The team simulated drought conditions by exposing plants to polyethylene glycol—a polymer often used in experiments to cause water deficit—or by withholding water, then sent a current through the crops. The resulting changes in bioimpedance readings, the researchers found, very quickly reflected physiological changes in the plants.
When using the polymer to cause drought, plants’ bioimpedance measurements shot 25% percent higher in less than an hour. A similar pattern held when withholding water, with those crops’ bioimpedance readings rising within a few hours. Comparing these readings with imaging, soil moisture, and leaf relative water content backed up the impedance measurements.

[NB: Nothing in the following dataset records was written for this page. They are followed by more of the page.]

//! Protocol and transport errors.

use sensorlink_types::RemoteError;
use thiserror::Error;

#[derive(Debug, Error)]
pub enum ProtocolError {
    #[error("connection failed: {0}")]
    Connection(String),

    #[error("serialisation error: {0}")]
    Serialization(String),

    #[error("deserialisation error: {0}")]
    Deserialization(String),

    #[error("stream closed unexpectedly")]
    StreamClosed,

    #[error("remote call failed: {0}")]
    Remote(#[from] RemoteError),

    #[error(transparent)]
    Io(#[from] std::io::Error),

    #[error(transparent)]
    Other(#[from] anyhow::Error),
}
//! Data range and integer range descriptors.
//!
//! The sensor service describes measurement ranges and sampling intervals
//! with a compact text notation: `min=>max:resolution`. A single value
//! stands for a degenerate range (`min == max`) and the resolution suffix
//! is optional. Lists are comma-separated.

use std::str::FromStr;

use bincode::{Decode, Encode};
use serde::{Deserialize, Serialize};
use thiserror::Error;

/// A measurement range with its resolution.
#[derive(Debug, Clone, Copy, Default, PartialEq, Serialize, Deserialize, Encode, Decode)]
pub struct DataRange {
    pub min: f64,
    pub max: f64,
    pub resolution: f64,
}

impl DataRange {
    pub fn new(min: f64, max: f64, resolution: f64) -> Self {
        Self {
            min,
            max,
            resolution,
        }
    }

    /// Parse one fragment, using `default_resolution` when no `:resolution`
    /// suffix is present.
    pub fn parse_with_resolution(
        input: &str,
        default_resolution: f64,
    ) -> Result<Self, ParseRangeError> {
        let fragment = input.trim();
        if fragment.is_empty() {
            return Err(ParseRangeError::Empty);
        }

        let (bounds, resolution) = match fragment.split_once(':') {
            Some((bounds, res)) => (bounds, parse_number(res)?),
            None => (fragment, default_resolution),
        };

        let parts: Vec<&str> = bounds.split("=>").collect();
        let (min, max) = match parts.as_slice() {
            [single] => {
                let v = parse_number(single)?;
                (v, v)
            }
            [min, max] => (parse_number(min)?, parse_number(max)?),
            _ => return Err(ParseRangeError::Malformed(fragment.to_string())),
        };

        Ok(Self::new(min, max, resolution))
    }
}

impl FromStr for DataRange {
    type Err = ParseRangeError;

    fn from_str(s: &str) -> Result<Self, Self::Err> {
        Self::parse_with_resolution(s, 0.0)
    }
}

impl std::fmt::Display for DataRange {
    fn fmt(&self, f: &mut std::fmt::Formatter<'_>) -> std::fmt::Result {
        if (self.min - self.max).abs() < f64::EPSILON {
            write!(f, "{}:{}", self.min, self.resolution)
        } else {
            write!(f, "{}=>{}:{}", self.min, self.max, self.resolution)
        }
    }
}

/// Inclusive range of unsigned integers (buffer sizes, buffer intervals).
#[derive(Debug, Clone, Copy, Default, PartialEq, Eq, Serialize, Deserialize, Encode, Decode)]
pub struct IntegerRange {
    pub min: u32,
    pub max: u32,
}

impl IntegerRange {
    pub fn new(min: u32, max: u32) -> Self {
        Self { min, max }
    }

    pub fn contains(&self, value: u32) -> bool {
        (self.min..=self.max).contains(&value)
    }
}

/// Errors from parsing range notation.
#[derive(Debug, Clone, PartialEq, Eq, Error)]
pub enum ParseRangeError {
    #[error("empty range")]
    Empty,

    #[error("invalid number: {0}")]
    InvalidNumber(String),

    #[error("malformed range: {0}")]
    Malformed(String),
}

fn parse_number(s: &str) -> Result<f64, ParseRangeError> {
    let s = s.trim();
    s.parse::<f64>()
        .map_err(|_| ParseRangeError::InvalidNumber(s.to_string()))
}

/// Parse a comma-separated list of ranges. Malformed fragments are skipped.
pub fn parse_data_range_list(input: &str, default_resolution: f64) -> Vec<DataRange> {
    input
        .split(',')
        .filter(|fragment| !fragment.trim().is_empty())
        .filter_map(|fragment| DataRange::parse_with_resolution(fragment, default_resolution).ok())
        .collect()
}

“The results are very positive,” says Danilo Demarchi, editor-in-chief of IEEE TAFE and professor at Politecnico di Torino’s Department of Electronics and Telecommunications, whose research is in smart electronic systems for agri-food. At “the moment, all the implications [of plant bioimpedance] are still not demonstrated, so a work for understanding more deeply the information that plant bioimpedance can bring is of great interest.”
Demarchi notes that bioimpedance applications are both simple and inexpensive to execute, making it attractive for use in precision agriculture. They could, he added, also be used in concert with other sensors that measure factors admire ambient light, temperature, and soil moisture.
“When someone has a cardiac problem the emergency room gives them an EKG; if you’re severely dehydrated, they’ll put electrical probes on you,” says Alper Bozkurt, a co-author of the paper and co-director of NC State’s Center for Advanced Self-Powered Systems of Integrated Sensors and Technologies (ASSIST Center).
“It’s already happening with humans, and now the question is: How do we do it with plants?” Bozkurt continues. “Especially with population growth and people moving out of rural areas, we need to do something as engineers to help bring healthy foods to people’s tables. That’s been our motivation.”
Smart Farming
Indeed, smart farming, precision agriculture, and related fields have attracted more research activity in recent years, as urbanization and climate change spark concerns about continuing to grow a global food supply. As such, plant biologists and engineers are coming together more frequently; as Reynolds notes, on this paper his fellow researchers include not only other NC State engineers but also scientists from the university’s Plant Sciences Initiative.
Bozkurt served as Reynolds’ advisor for his doctoral studies, and in 2016 they began presenting work on novel nanocellulose-based electrodes that they developed to monitor plant electrochemistry without harming the plant itself. Reynolds points out they weren’t starting from scratch, however.
“We found that plant biologists have actually been running what were essentially early electrical impedance measurements on plants for a long time, but they couldn’t do it on live plants,” Reynolds says. “They knew a lot about patterns based on these sections of plants, but they didn’t have the electrical engineering skills to grasp interpretations, and frankly we didn’t have the tools yet.”
Now electronics are smaller, electrodes are more advanced, and the Internet of Things has fueled rapid expansion of networking technologies.
“With the capabilities now, and how much technology has changed, we as engineers are able to collaborate so much more closely with plant biologists,” Reynolds says. “This is where it all comes together.”